Providing greater access to health insurance led to a decline
in deaths, according to a new study of Massachusetts' health care
reform law.
Massachusetts passed comprehensive health care reform
in 2006, providing a model for the Affordable Care Act -- dubbed by some
as "Obamacare." In the
four years after the law took effect in Massachusetts, deaths from all
causes dropped nearly 3 percent compared with similar counties in states
without health reform, the study found.
Researchers estimate that
the Massachusetts law prevented 320 deaths a year. That works out to
one life saved for every 830 people who gained insurance.
The study, published in the May 6 issue of the Annals of Internal Medicine also noted a 4.5 percent decline in deaths from preventable and treatable conditions, such as cancer, infections and heart disease.
CDC: Up to 40 percent of deaths are preventable
Massachusetts differs in many ways from the nation as a whole.
But in a larger expansion of coverage, "there is a very real likelihood
that you're going to help people live longer," said Dr. Benjamin
Sommers, assistant professor of health policy and economics at Harvard
School of Public Health and the study's lead author.

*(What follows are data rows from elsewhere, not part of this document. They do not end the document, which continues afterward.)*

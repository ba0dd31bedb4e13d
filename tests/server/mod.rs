use actix_web::http::{Method, StatusCode};
use actix_web::{App, HttpRequest, HttpResponse, HttpServer, web};
use std::collections::HashMap;
use std::sync::{Arc, Mutex};
use std::time::Duration;

/// One canned response of the test site. `{origin}` in the body is replaced
/// with the server's own origin, so sitemaps can carry absolute URLs.
#[derive(Clone)]
pub struct Route {
    status: u16,
    content_type: String,
    body: String,
    location: Option<String>,
    throttle_first: usize,
    forbid_head: bool,
    delay: Duration,
}

#[allow(dead_code)]
impl Route {
    pub fn html(body: impl Into<String>) -> Self {
        Self {
            status: 200,
            content_type: "text/html; charset=utf-8".to_string(),
            body: body.into(),
            location: None,
            throttle_first: 0,
            forbid_head: false,
            delay: Duration::ZERO,
        }
    }

    pub fn with_status(status: u16) -> Self {
        Self {
            status,
            ..Self::html("")
        }
    }

    pub fn redirect(to: &str) -> Self {
        Self {
            location: Some(to.to_string()),
            ..Self::with_status(301)
        }
    }

    pub fn content_type(mut self, content_type: &str) -> Self {
        self.content_type = content_type.to_string();
        self
    }

    pub fn body(mut self, body: impl Into<String>) -> Self {
        self.body = body.into();
        self
    }

    /// Answer the first `n` GETs with `429 Retry-After: 0`.
    pub fn throttled(mut self, n: usize) -> Self {
        self.throttle_first = n;
        self
    }

    /// Wait before answering GETs.
    pub fn delay_ms(mut self, ms: u64) -> Self {
        self.delay = Duration::from_millis(ms);
        self
    }

    /// Answer HEAD with 403 regardless of the GET response.
    pub fn forbid_head(mut self) -> Self {
        self.forbid_head = true;
        self
    }
}

/// GET counts per path, shared with the running server.
#[derive(Clone, Default)]
pub struct Hits(Arc<Mutex<HashMap<String, usize>>>);

#[allow(dead_code)]
impl Hits {
    pub fn get(&self, path: &str) -> usize {
        self.0.lock().unwrap().get(path).copied().unwrap_or(0)
    }

    fn record(&self, path: &str) -> usize {
        let mut hits = self.0.lock().unwrap();
        let count = hits.entry(path.to_string()).or_insert(0);
        *count += 1;
        *count
    }
}

#[derive(Clone)]
struct SiteState {
    routes: Arc<HashMap<String, Route>>,
    hits: Hits,
}

#[derive(Default)]
pub struct TestSite {
    routes: HashMap<String, Route>,
}

#[allow(dead_code)]
impl TestSite {
    pub fn new() -> Self {
        Self::default()
    }

    pub fn route(mut self, path: &str, route: Route) -> Self {
        self.routes.insert(path.to_string(), route);
        self
    }

    pub fn page(self, path: &str, html: impl Into<String>) -> Self {
        self.route(path, Route::html(html))
    }

    /// Starts the site on an ephemeral port and returns its base URL
    /// (without trailing slash) and the hit counter.
    pub async fn start(self) -> (String, Hits) {
        let state = SiteState {
            routes: Arc::new(self.routes),
            hits: Hits::default(),
        };
        let hits = state.hits.clone();

        let http_server = HttpServer::new(move || {
            App::new()
                .app_data(web::Data::new(state.clone()))
                .default_service(web::route().to(serve))
        })
        .workers(2)
        .bind(("127.0.0.1", 0))
        .expect("Failed to bind test server");

        let addr = http_server
            .addrs()
            .first()
            .cloned()
            .expect("No address bound");
        let url = format!("http://{}", addr);

        let app_server = http_server.run();
        tokio::spawn(async move {
            if let Err(e) = app_server.await {
                eprintln!("Test server error: {}", e);
            }
        });

        (url, hits)
    }
}

async fn serve(req: HttpRequest, state: web::Data<SiteState>) -> HttpResponse {
    let path = req.path().to_string();
    let Some(route) = state.routes.get(&path) else {
        return HttpResponse::NotFound()
            .content_type("text/html; charset=utf-8")
            .body("<html><head><title>Not found</title></head><body>Not found</body></html>");
    };

    if req.method() == Method::HEAD && route.forbid_head {
        return HttpResponse::Forbidden().finish();
    }

    if req.method() == Method::GET {
        let count = state.hits.record(&path);
        if count <= route.throttle_first {
            return HttpResponse::TooManyRequests()
                .insert_header(("Retry-After", "0"))
                .finish();
        }
        if !route.delay.is_zero() {
            actix_web::rt::time::sleep(route.delay).await;
        }
    }

    let status = StatusCode::from_u16(route.status).expect("valid status");
    let mut response = HttpResponse::build(status);
    if let Some(location) = &route.location {
        response.insert_header(("Location", location.as_str()));
    }
    let info = req.connection_info().clone();
    let origin = format!("{}://{}", info.scheme(), info.host());
    response
        .content_type(route.content_type.as_str())
        .body(route.body.replace("{origin}", &origin))
}

/// A small but valid HTML page.
#[allow(dead_code)]
pub fn html_page(title: &str, body: &str) -> String {
    format!(
        r#"<!DOCTYPE html>
<html lang="en">
<head>
  <meta charset="utf-8">
  <title>{title}</title>
  <meta name="viewport" content="width=device-width, initial-scale=1">
</head>
<body>
  <h1>{title}</h1>
  {body}
</body>
</html>"#
    )
}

Much like Obamacare, the Massachusetts health care reform law expanded Medicaid, subsidized private health plans and created an individual mandate
to hold people accountable for getting health coverage. The reforms
took effect in 2006 and 2007, several years before President Obama
signed the Affordable Care Act into law in 2010.
Using data from
the U.S. Centers for Disease Control and Prevention, Sommers and
colleagues examined changes in death rates for adults, ages 20 to 64,
before and after the state enacted health reform, and compared them with
the experience in similar counties in states that had not enacted
health reform.
The largest gains in life occurred in counties with high poverty and higher rates of uninsured adults before health care reform.
"If
you think health reform is what's causing this change, that's the
pattern you should see, that the people who benefit the most are
lower-income and ... uninsured," Sommers said.
The study also
found that more people in Massachusetts had insurance after the law was
enacted. There were also fewer cost-related barriers to care, and more
people saw their doctors for preventive care, according to the study.

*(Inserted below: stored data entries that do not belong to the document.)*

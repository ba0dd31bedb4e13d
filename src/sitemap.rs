use crate::robots::RobotsTxt;
use crate::safe_fetch::{FetchOptions, SafeFetcher};
use sitemap::reader::{SiteMapEntity, SiteMapReader};
use std::collections::{HashSet, VecDeque};
use std::io::Cursor;
use url::Url;

/// Deepest sitemap-index nesting followed below the root sitemap.
pub const MAX_SITEMAP_DEPTH: usize = 3;
/// Upper bound on page URLs collected across all sitemaps.
pub const MAX_SITEMAP_URLS: usize = 50_000;

/// Entries of one sitemap document.
#[derive(Debug, Clone, Default, PartialEq, Eq)]
pub struct ParsedSitemap {
    /// `<url><loc>` entries
    pub urls: Vec<String>,
    /// `<sitemap><loc>` entries of a sitemap index
    pub sitemaps: Vec<String>,
}

/// Stream-parses sitemap XML. Invalid entries are skipped.
pub fn parse_sitemap(xml: &[u8]) -> ParsedSitemap {
    let mut parsed = ParsedSitemap::default();

    for entity in SiteMapReader::new(Cursor::new(xml)) {
        match entity {
            SiteMapEntity::Url(entry) => {
                if let Some(url) = entry.loc.get_url() {
                    parsed.urls.push(url.to_string());
                }
            }
            SiteMapEntity::SiteMap(entry) => {
                if let Some(url) = entry.loc.get_url() {
                    parsed.sitemaps.push(url.to_string());
                }
            }
            SiteMapEntity::Err(e) => {
                tracing::debug!(error = ?e, "Skipping invalid sitemap entry");
            }
        }
    }

    parsed
}

#[derive(Debug, Clone)]
pub struct SitemapClient {
    fetcher: SafeFetcher,
}

impl SitemapClient {
    pub fn new(fetcher: SafeFetcher) -> Self {
        Self { fetcher }
    }

    /// Sitemaps to try for a site: those declared in robots.txt, else `/sitemap.xml`.
    pub fn candidate_sitemaps(origin: &Url, robots: Option<&RobotsTxt>) -> Vec<String> {
        let declared: Vec<String> = robots
            .map(|r| r.sitemaps().to_vec())
            .unwrap_or_default();
        if !declared.is_empty() {
            return declared;
        }

        let mut fallback = origin.clone();
        fallback.set_path("/sitemap.xml");
        fallback.set_query(None);
        fallback.set_fragment(None);
        vec![fallback.to_string()]
    }

    /// Collects page URLs from every candidate sitemap, de-duplicated in order.
    pub async fn discover(&self, origin: &Url, robots: Option<&RobotsTxt>) -> Vec<String> {
        let mut seen = HashSet::new();
        let mut urls = Vec::new();

        for sitemap_url in Self::candidate_sitemaps(origin, robots) {
            for url in self.fetch_all(&sitemap_url).await {
                if urls.len() >= MAX_SITEMAP_URLS {
                    break;
                }
                if seen.insert(url.clone()) {
                    urls.push(url);
                }
            }
        }

        if !urls.is_empty() {
            tracing::info!(count = urls.len(), "Discovered URLs from sitemap");
        }
        urls
    }

    /// Follows a sitemap and any nested indexes.
    ///
    /// Indexes are walked with an explicit worklist; each sitemap is fetched at
    /// most once and nothing deeper than [`MAX_SITEMAP_DEPTH`] is followed.
    pub async fn fetch_all(&self, sitemap_url: &str) -> Vec<String> {
        let mut visited = HashSet::new();
        let mut worklist = VecDeque::from([(sitemap_url.to_string(), 0usize)]);
        let mut urls = Vec::new();

        while let Some((url, depth)) = worklist.pop_front() {
            if !visited.insert(url.clone()) {
                tracing::debug!(url = %url, "Sitemap already visited, skipping cycle");
                continue;
            }
            if depth > MAX_SITEMAP_DEPTH {
                tracing::warn!(url = %url, depth, "Sitemap index nested too deeply, skipping");
                continue;
            }

            let Some(body) = self.fetch_document(&url).await else {
                continue;
            };
            let parsed = parse_sitemap(&body);

            worklist.extend(parsed.sitemaps.into_iter().map(|child| (child, depth + 1)));

            let room = MAX_SITEMAP_URLS.saturating_sub(urls.len());
            urls.extend(parsed.urls.into_iter().take(room));
            if urls.len() >= MAX_SITEMAP_URLS {
                tracing::warn!(limit = MAX_SITEMAP_URLS, "Sitemap URL limit reached");
                break;
            }
        }

        urls
    }

    async fn fetch_document(&self, url: &str) -> Option<Vec<u8>> {
        let response = match self.fetcher.fetch(url, &FetchOptions::get()).await {
            Ok(response) => response,
            Err(e) => {
                tracing::warn!(url = %url, error = %e, "Failed to fetch sitemap");
                return None;
            }
        };

        if !response.status().is_success() {
            tracing::debug!(url = %url, status = %response.status(), "Sitemap not available");
            return None;
        }

        match response.bytes().await {
            Ok(body) => Some(body),
            Err(e) => {
                tracing::warn!(url = %url, error = %e, "Failed to read sitemap body");
                None
            }
        }
    }
}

People also reported overall improvements in their health.
Glen
Mays, professor of health services and systems research at the
University of Kentucky in Lexington, said the study adds to a growing
body of evidence showing that health care reform improves people's
health.
"Interventions that can make a dent in overall death rates
in the space of just a few years are few and far between, and certainly
worthy of attention," Mays said.
But the drop in deaths in Massachusetts may not have been solely the result of expanded health insurance coverage
in the state, he said. Lower out-of-pocket costs for preventive care
and enhanced public health programs may have played a role, too.
A
previously published study showed large reductions in smoking
prevalence and tobacco-related health problems among people on Medicaid
after Massachusetts added a comprehensive tobacco cessation benefit to
the public health program as part of its health reform strategy, Mays
noted.
"You can't rule out the possibility that something else is
going on," agreed Christopher Conover, a research scholar at the Center
for Health Policy and Inequities Research at Duke University. "But I
think they've done as good a job as you can do with the data they've got
in nailing it down and tying it to insurance coverage as the causal
explanation."
"The conclusion that coverage expansion leads to
health benefits by facilitating access is eminently reasonable," Austin
Frakt, a health economist at the Veterans Affairs Boston Healthcare
System, writes in an accompanying editorial in the same issue of the
journal.
But at what cost to society? The study does not examine
whether health reforms that save one life per 830 people are cost
effective.
Based on the study, Conover offered his own rough
calculation, suggesting that saving one life costs upwards of $272,000
per "quality-adjusted year of life," a measure that refers to the
quality and quantity gained as a result of the health reforms.
"Is that a good way of spending valuable taxpayer dollars? I think that's a legitimate question to be asking," Conover said.